§ Problem description: Repeat exactly the lines from the start of the material below up to and including the "use axum::http::header::CONTENT_TYPE;" line.

§ Records shown:
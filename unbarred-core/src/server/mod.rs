//! HTTP server for the chat and CSV export endpoints.
//!
//! The server is organized into separate concerns:
//! - `types`: request and response bodies, stream frames
//! - `handler`: maps pipeline outcomes to HTTP responses
//! - `stream`: newline-delimited JSON framing of the answer stream

mod handler;
mod stream;
mod types;

pub use stream::GENERIC_ERROR;
pub use types::{
    ChatRequestBody, ChatResponseBody, ChunkType, CsvQuery, ErrorBody, Message, StreamChunk,
};

use crate::config::{Config, ConfigError};
use crate::export::CsvExporter;
use crate::pipeline::ChatPipeline;
use crate::provider::{AnthropicProvider, Provider, ProviderError};
use crate::rag::{create_document_store, Retriever, StoreError, SupabaseEmbedder};
use crate::supabase::SupabaseClient;
use axum::http::header::CONTENT_TYPE;
use axum::http::{HeaderValue, Method};
use axum::routing::{get, post};
use axum::Router;
use std::sync::Arc;
use thiserror::Error;
use tokio::net::TcpListener;
use tower_http::cors::CorsLayer;
use tower_http::trace::TraceLayer;
use tracing::info;

#[derive(Debug, Error)]
pub enum ServerError {
    #[error("Configuration error: {0}")]
    Config(#[from] ConfigError),

    #[error("Failed to build HTTP client: {0}")]
    Client(#[from] reqwest::Error),

    #[error("Provider error: {0}")]
    Provider(#[from] ProviderError),

    #[error("Document store error: {0}")]
    Store(#[from] StoreError),

    #[error("IO error: {0}")]
    Io(#[from] std::io::Error),
}

pub type Result<T> = std::result::Result<T, ServerError>;

/// Shared, read-only request state.
#[derive(Clone)]
pub struct AppState {
    pub pipeline: Arc<ChatPipeline>,
    pub exporter: Arc<CsvExporter>,
}

impl AppState {
    pub fn new(pipeline: ChatPipeline, exporter: CsvExporter) -> Self {
        Self {
            pipeline: Arc::new(pipeline),
            exporter: Arc::new(exporter),
        }
    }

    /// Builds every service client from the configuration.
    pub async fn from_config(config: &Config) -> Result<Self> {
        let client = SupabaseClient::new(&config.store)?;
        let embedder = Arc::new(SupabaseEmbedder::new(
            client.clone(),
            config.store.embedding_function.clone(),
        ));
        let store = create_document_store(&config.store, client).await?;
        let provider: Arc<dyn Provider> = Arc::new(AnthropicProvider::new(&config.llm)?);

        let retriever = Retriever::new(embedder, store, config.pipeline.filter_mode);
        let pipeline = ChatPipeline::new(
            retriever.clone(),
            provider,
            config.llm.clone(),
            config.pipeline.clone(),
        );
        let exporter = CsvExporter::new(retriever, config.export.clone());

        Ok(Self::new(pipeline, exporter))
    }
}

/// Builds the router with all routes.
///
/// With a public base URL only that origin may call the API; without one
/// any origin may.
pub fn build_router(state: AppState, public_base_url: Option<&str>) -> Result<Router> {
    let cors = match public_base_url {
        Some(origin) => {
            let origin = HeaderValue::from_str(origin.trim_end_matches('/')).map_err(|_| {
                ConfigError::Invalid(format!("public_base_url '{}' is not a valid origin", origin))
            })?;
            CorsLayer::new()
                .allow_origin(origin)
                .allow_methods([Method::GET, Method::POST])
                .allow_headers([CONTENT_TYPE])
        }
        None => CorsLayer::permissive(),
    };

    Ok(Router::new()
        .route("/healthz", get(handler::healthz))
        .route("/api/chat", post(handler::chat))
        .route("/api/csv", get(handler::csv))
        .layer(cors)
        .layer(TraceLayer::new_for_http())
        .with_state(state))
}

/// HTTP server bound to the configured address.
pub struct Server {
    config: Config,
    state: AppState,
}

impl Server {
    pub async fn new(config: Config) -> Result<Self> {
        let state = AppState::from_config(&config).await?;
        Ok(Self { config, state })
    }

    /// Serves until Ctrl-C.
    pub async fn start(self) -> Result<()> {
        let app = build_router(self.state, self.config.server.public_base_url.as_deref())?;
        let listener = TcpListener::bind(&self.config.server.bind).await?;

        info!(bind = %self.config.server.bind, "Server listening");

        axum::serve(listener, app)
            .with_graceful_shutdown(shutdown_signal())
            .await?;

        info!("Server stopped");
        Ok(())
    }
}

async fn shutdown_signal() {
    if tokio::signal::ctrl_c().await.is_ok() {
        info!("Shutting down");
    }
}

#[cfg(test)]
mod tests {
    use super::*;
    use crate::config::{ExportConfig, FilterMode, LlmConfig, PipelineConfig, ResponseMode};
    use crate::pipeline::testing::{FakeEmbedder, FakeProvider, FakeStore};
    use crate::prompt;
    use crate::rag::DocumentRow;
    use axum::body::{to_bytes, Body};
    use axum::http::header::CONTENT_DISPOSITION;
    use axum::http::{Request, StatusCode};
    use axum::response::Response;
    use serde_json::{json, Value};
    use std::sync::atomic::Ordering;
    use tower::ServiceExt;

    const BODY_LIMIT: usize = 1_048_576;

    fn alameda_rows() -> Vec<DocumentRow> {
        vec![
            DocumentRow::new("1", "Quiet hours are 10 p.m. to 7 a.m.")
                .with_jurisdiction("Alameda County")
                .with_citation("6", "6.04", "6.04.010")
                .with_similarity(0.8),
            DocumentRow::new("2", "Construction noise is limited on Sundays.")
                .with_jurisdiction("Alameda County")
                .with_citation("6", "6.04", "6.04.020")
                .with_similarity(0.6),
            DocumentRow::new("3", "Say \"no\" to leaf blowers after dark.")
                .with_jurisdiction("Alameda County")
                .with_citation("6", "6.08", "6.08.030")
                .with_similarity(0.15),
        ]
    }

    struct TestApp {
        router: Router,
        embedder: Arc<FakeEmbedder>,
        store: Arc<FakeStore>,
        provider: Arc<FakeProvider>,
    }

    fn test_app(
        embedder: FakeEmbedder,
        store: FakeStore,
        provider: FakeProvider,
        config: PipelineConfig,
    ) -> TestApp {
        let embedder = Arc::new(embedder);
        let store = Arc::new(store);
        let provider = Arc::new(provider);
        let retriever = Retriever::new(embedder.clone(), store.clone(), FilterMode::Strict);
        let pipeline = ChatPipeline::new(
            retriever.clone(),
            provider.clone(),
            LlmConfig::default(),
            config,
        );
        let exporter = CsvExporter::new(retriever, ExportConfig::default());
        let router = build_router(AppState::new(pipeline, exporter), None).unwrap();

        TestApp {
            router,
            embedder,
            store,
            provider,
        }
    }

    fn default_app() -> TestApp {
        test_app(
            FakeEmbedder::default(),
            FakeStore::with_rows(alameda_rows()),
            FakeProvider::answering(&[
                "Quiet hours run overnight. ",
                "[Source: Alameda County, Title 6, Chapter 6.04, Section 6.04.010]",
            ]),
            PipelineConfig::default(),
        )
    }

    fn chat_request(query: &str, county: &str) -> Request<Body> {
        Request::builder()
            .method("POST")
            .uri("/api/chat")
            .header(CONTENT_TYPE, "application/json")
            .body(Body::from(
                json!({
                    "messages": [{ "role": "user", "content": query }],
                    "county": county
                })
                .to_string(),
            ))
            .unwrap()
    }

    async fn body_text(response: Response) -> String {
        let bytes = to_bytes(response.into_body(), BODY_LIMIT).await.unwrap();
        String::from_utf8(bytes.to_vec()).unwrap()
    }

    fn frames(body: &str) -> Vec<Value> {
        body.lines()
            .map(|line| serde_json::from_str(line).unwrap())
            .collect()
    }

    #[tokio::test]
    async fn test_healthz() {
        let app = default_app();
        let request = Request::builder().uri("/healthz").body(Body::empty()).unwrap();

        let response = app.router.oneshot(request).await.unwrap();
        assert_eq!(response.status(), StatusCode::OK);
    }

    #[tokio::test]
    async fn test_chat_streams_cited_answer() {
        let app = default_app();

        let response = app
            .router
            .oneshot(chat_request("What are the noise ordinance rules?", "Alameda County"))
            .await
            .unwrap();

        assert_eq!(response.status(), StatusCode::OK);
        assert_eq!(
            response.headers()[CONTENT_TYPE],
            "application/x-ndjson; charset=utf-8"
        );

        let frames = frames(&body_text(response).await);
        assert_eq!(frames.len(), 3);
        assert_eq!(frames[0]["type"], "chunk");
        assert_eq!(frames[2]["type"], "done");
        let answer = frames[2]["content"].as_str().unwrap();
        assert!(answer.contains("[Source: Alameda County, "));
    }

    #[tokio::test]
    async fn test_chat_greeting_skips_upstream() {
        let app = default_app();

        let response = app.router.oneshot(chat_request("hello", "calaveras")).await.unwrap();

        assert_eq!(response.status(), StatusCode::OK);
        let frames = frames(&body_text(response).await);
        assert_eq!(
            frames.last().unwrap()["content"],
            prompt::greeting_reply(Some(crate::Jurisdiction::CalaverasCounty))
        );
        assert_eq!(app.embedder.calls.load(Ordering::SeqCst), 0);
        assert_eq!(app.store.search_calls.load(Ordering::SeqCst), 0);
        assert_eq!(app.provider.calls.load(Ordering::SeqCst), 0);
    }

    #[tokio::test]
    async fn test_chat_no_documents_is_204() {
        let app = test_app(
            FakeEmbedder::default(),
            FakeStore::with_rows(alameda_rows()),
            FakeProvider::answering(&["unused"]),
            PipelineConfig::default(),
        );

        let response = app
            .router
            .oneshot(chat_request("Tree permits?", "Sierra Madre"))
            .await
            .unwrap();

        assert_eq!(response.status(), StatusCode::NO_CONTENT);
        assert!(body_text(response).await.is_empty());
        assert_eq!(app.provider.calls.load(Ordering::SeqCst), 0);
    }

    #[tokio::test]
    async fn test_chat_embedding_failure_is_500() {
        let app = test_app(
            FakeEmbedder {
                fail: true,
                ..FakeEmbedder::default()
            },
            FakeStore::with_rows(alameda_rows()),
            FakeProvider::answering(&["unused"]),
            PipelineConfig::default(),
        );

        let response = app.router.oneshot(chat_request("Noise?", "alameda")).await.unwrap();

        assert_eq!(response.status(), StatusCode::INTERNAL_SERVER_ERROR);
        let body: Value = serde_json::from_str(&body_text(response).await).unwrap();
        assert_eq!(body["error"], GENERIC_ERROR);
    }

    #[tokio::test]
    async fn test_chat_buffered_response() {
        let config = PipelineConfig {
            response_mode: ResponseMode::Buffered,
            ..PipelineConfig::default()
        };
        let app = test_app(
            FakeEmbedder::default(),
            FakeStore::with_rows(alameda_rows()),
            FakeProvider::answering(&["Quiet hours apply."]),
            config,
        );

        let response = app.router.oneshot(chat_request("Noise?", "alameda")).await.unwrap();

        assert_eq!(response.status(), StatusCode::OK);
        let body: Value = serde_json::from_str(&body_text(response).await).unwrap();
        assert_eq!(body, json!({ "response": "Quiet hours apply." }));
    }

    #[tokio::test]
    async fn test_chat_invalid_body_is_400() {
        let app = default_app();
        let request = Request::builder()
            .method("POST")
            .uri("/api/chat")
            .header(CONTENT_TYPE, "application/json")
            .body(Body::from("{not json"))
            .unwrap();

        let response = app.router.oneshot(request).await.unwrap();
        assert_eq!(response.status(), StatusCode::BAD_REQUEST);
    }

    #[tokio::test]
    async fn test_csv_export() {
        let app = default_app();
        let request = Request::builder()
            .uri("/api/csv?query=noise&county=alameda")
            .body(Body::empty())
            .unwrap();

        let response = app.router.oneshot(request).await.unwrap();

        assert_eq!(response.status(), StatusCode::OK);
        assert_eq!(response.headers()[CONTENT_TYPE], "text/csv; charset=utf-8");
        assert_eq!(
            response.headers()[CONTENT_DISPOSITION],
            "attachment; filename=\"data.csv\""
        );

        let body = body_text(response).await;
        let mut reader = csv::Reader::from_reader(body.as_bytes());
        let contents: Vec<String> = reader.records().map(|r| r.unwrap()[3].to_string()).collect();
        assert_eq!(contents.len(), 3);
        assert_eq!(contents[2], "Say \"no\" to leaf blowers after dark.");
    }

    #[tokio::test]
    async fn test_csv_no_matches_is_204() {
        let app = test_app(
            FakeEmbedder::default(),
            FakeStore::default(),
            FakeProvider::default(),
            PipelineConfig::default(),
        );
        let request = Request::builder()
            .uri("/api/csv?query=fireworks&county=alameda")
            .body(Body::empty())
            .unwrap();

        let response = app.router.oneshot(request).await.unwrap();

        assert_eq!(response.status(), StatusCode::NO_CONTENT);
        assert!(body_text(response).await.is_empty());
    }

    #[test]
    fn test_invalid_origin_rejected() {
        let app = default_app();
        let result = build_router(
            AppState::new(
                ChatPipeline::new(
                    Retriever::new(app.embedder.clone(), app.store.clone(), FilterMode::Strict),
                    app.provider.clone(),
                    LlmConfig::default(),
                    PipelineConfig::default(),
                ),
                CsvExporter::new(
                    Retriever::new(app.embedder.clone(), app.store.clone(), FilterMode::Strict),
                    ExportConfig::default(),
                ),
            ),
            Some("https://bad\norigin"),
        );
        assert!(matches!(result, Err(ServerError::Config(_))));
    }
}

§ Result of this task:
filename unbarred-core/src/server/mod.rs
//! HTTP server for the chat and CSV export endpoints.
//!
//! The server is organized into separate concerns:
//! - `types`: request and response bodies, stream frames
//! - `handler`: maps pipeline outcomes to HTTP responses
//! - `stream`: newline-delimited JSON framing of the answer stream

mod handler;
mod stream;
mod types;

pub use stream::GENERIC_ERROR;
pub use types::{
    ChatRequestBody, ChatResponseBody, ChunkType, CsvQuery, ErrorBody, Message, StreamChunk,
};

use crate::config::{Config, ConfigError};
use crate::export::CsvExporter;
use crate::pipeline::ChatPipeline;
use crate::provider::{AnthropicProvider, Provider, ProviderError};
use crate::rag::{create_document_store, Retriever, StoreError, SupabaseEmbedder};
use crate::supabase::SupabaseClient;
use axum::http::header::CONTENT_TYPE;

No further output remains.